WHO’s New AMR Plan Makes Stewardship and Access a Single Test

The updated WHO Global Action Plan on antimicrobial resistance sets the next decade of AMR policy, but the real test is whether countries can protect antibiotics while still ensuring patients can access effective treatment.

June 9, 2026
Editorial
AMR policy must protect antibiotics from overuse while ensuring patients can still access effective treatment when they need it.[MAFPHOTOART8] / Shutterstock.com

IPM Take

AMR policy often gets trapped between two incomplete messages: use fewer antibiotics, or create more antibiotics. The updated WHO plan is stronger because it puts prevention, stewardship, access, surveillance, innovation and One Health governance into the same frame. The political challenge is to avoid a false choice. Access without stewardship accelerates resistance. Stewardship without access leaves patients untreated. The next decade must build systems that can do both.

Executive Summary

On 25 May 2026, WHO announced that Member States at the Seventy-ninth World Health Assembly had adopted the updated Global Action Plan on Antimicrobial Resistance for 2026 to 2036. The plan provides a One Health framework for coordinated global, regional and national action across human health, animal health, plants, food systems and the environment. It emphasises prevention-first interventions, including infection prevention and control, water, sanitation and hygiene, vaccination, biosecurity and environmental measures, alongside responsible antimicrobial use, surveillance, innovation and sustainable financing.

Why it matters

  • Policymakers: Need to finance national AMR plans, not only endorse global commitments.
  • Clinicians / hospitals: Need diagnostics, stewardship teams, infection control and reliable access to quality-assured antimicrobials.
  • Industry / innovation partners: Need clearer incentives for antibiotic, diagnostic and manufacturing innovation that supports both access and responsible use.

Previously, AMR policy often moved in separate lanes. One lane focused on antimicrobial stewardship and reducing inappropriate use. Another focused on the thin antibiotic pipeline. A third focused on access gaps, especially in low- and middle-income countries where people may still die because effective treatment is unavailable.

The updated WHO plan connects these problems. It frames AMR as a One Health threat and sets out a decade-long agenda for countries to update, finance and monitor national action plans. The draft plan states that countries need stronger capacity, financing and coordination to prioritise, cost, implement and monitor multisectoral AMR action plans. It also explicitly links AMR action to equitable access to antimicrobials, vaccines and diagnostic tools. 

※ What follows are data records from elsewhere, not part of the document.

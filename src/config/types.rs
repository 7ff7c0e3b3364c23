//! Raw config types matching the provider JSON (`API_BASE_URL`, `SAMPLE_TABLES`).

use serde::{Deserialize, Serialize};
use std::collections::BTreeMap;
use std::time::Duration;

/// Default per-request timeout when the config does not set one.
pub const DEFAULT_REQUEST_TIMEOUT_SECS: u64 = 30;

#[derive(Clone, Debug, PartialEq, Eq, Serialize, Deserialize)]
pub struct DatabaseConfig {
    /// Base URL of the table service, e.g. `https://api.example.com/db`.
    #[serde(rename = "API_BASE_URL")]
    pub api_base_url: String,
    /// Human-readable table name -> table id.
    #[serde(rename = "SAMPLE_TABLES", default)]
    pub tables: BTreeMap<String, String>,
    #[serde(
        rename = "REQUEST_TIMEOUT_SECS",
        default,
        skip_serializing_if = "Option::is_none"
    )]
    pub request_timeout_secs: Option<u64>,
}

impl DatabaseConfig {
    pub fn new(api_base_url: impl Into<String>) -> Self {
        DatabaseConfig {
            api_base_url: api_base_url.into(),
            tables: BTreeMap::new(),
            request_timeout_secs: None,
        }
    }

    /// Builder-style table registration.
    pub fn with_table(mut self, name: impl Into<String>, id: impl Into<String>) -> Self {
        self.tables.insert(name.into(), id.into());
        self
    }

    pub fn table_id(&self, name: &str) -> Option<&str> {
        self.tables.get(name).map(String::as_str)
    }

    pub fn table_names(&self) -> impl Iterator<Item = &str> {
        self.tables.keys().map(String::as_str)
    }

    pub fn request_timeout(&self) -> Duration {
        Duration::from_secs(
            self.request_timeout_secs
                .unwrap_or(DEFAULT_REQUEST_TIMEOUT_SECS),
        )
    }
}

The affected population is global, but the equity issue is sharpest where diagnostic access, regulatory capacity, quality-assured medicines and infection prevention infrastructure are weakest. A patient with sepsis does not benefit from stewardship if the right antibiotic is unavailable. A patient receiving unnecessary antibiotics does not benefit from access if resistance is being accelerated.

For IPM, AMR is precision public health in its most practical form: the right antimicrobial, guided by the right diagnostic, delivered to the right patient, under governance that protects future effectiveness. The next policy test is implementation, not language.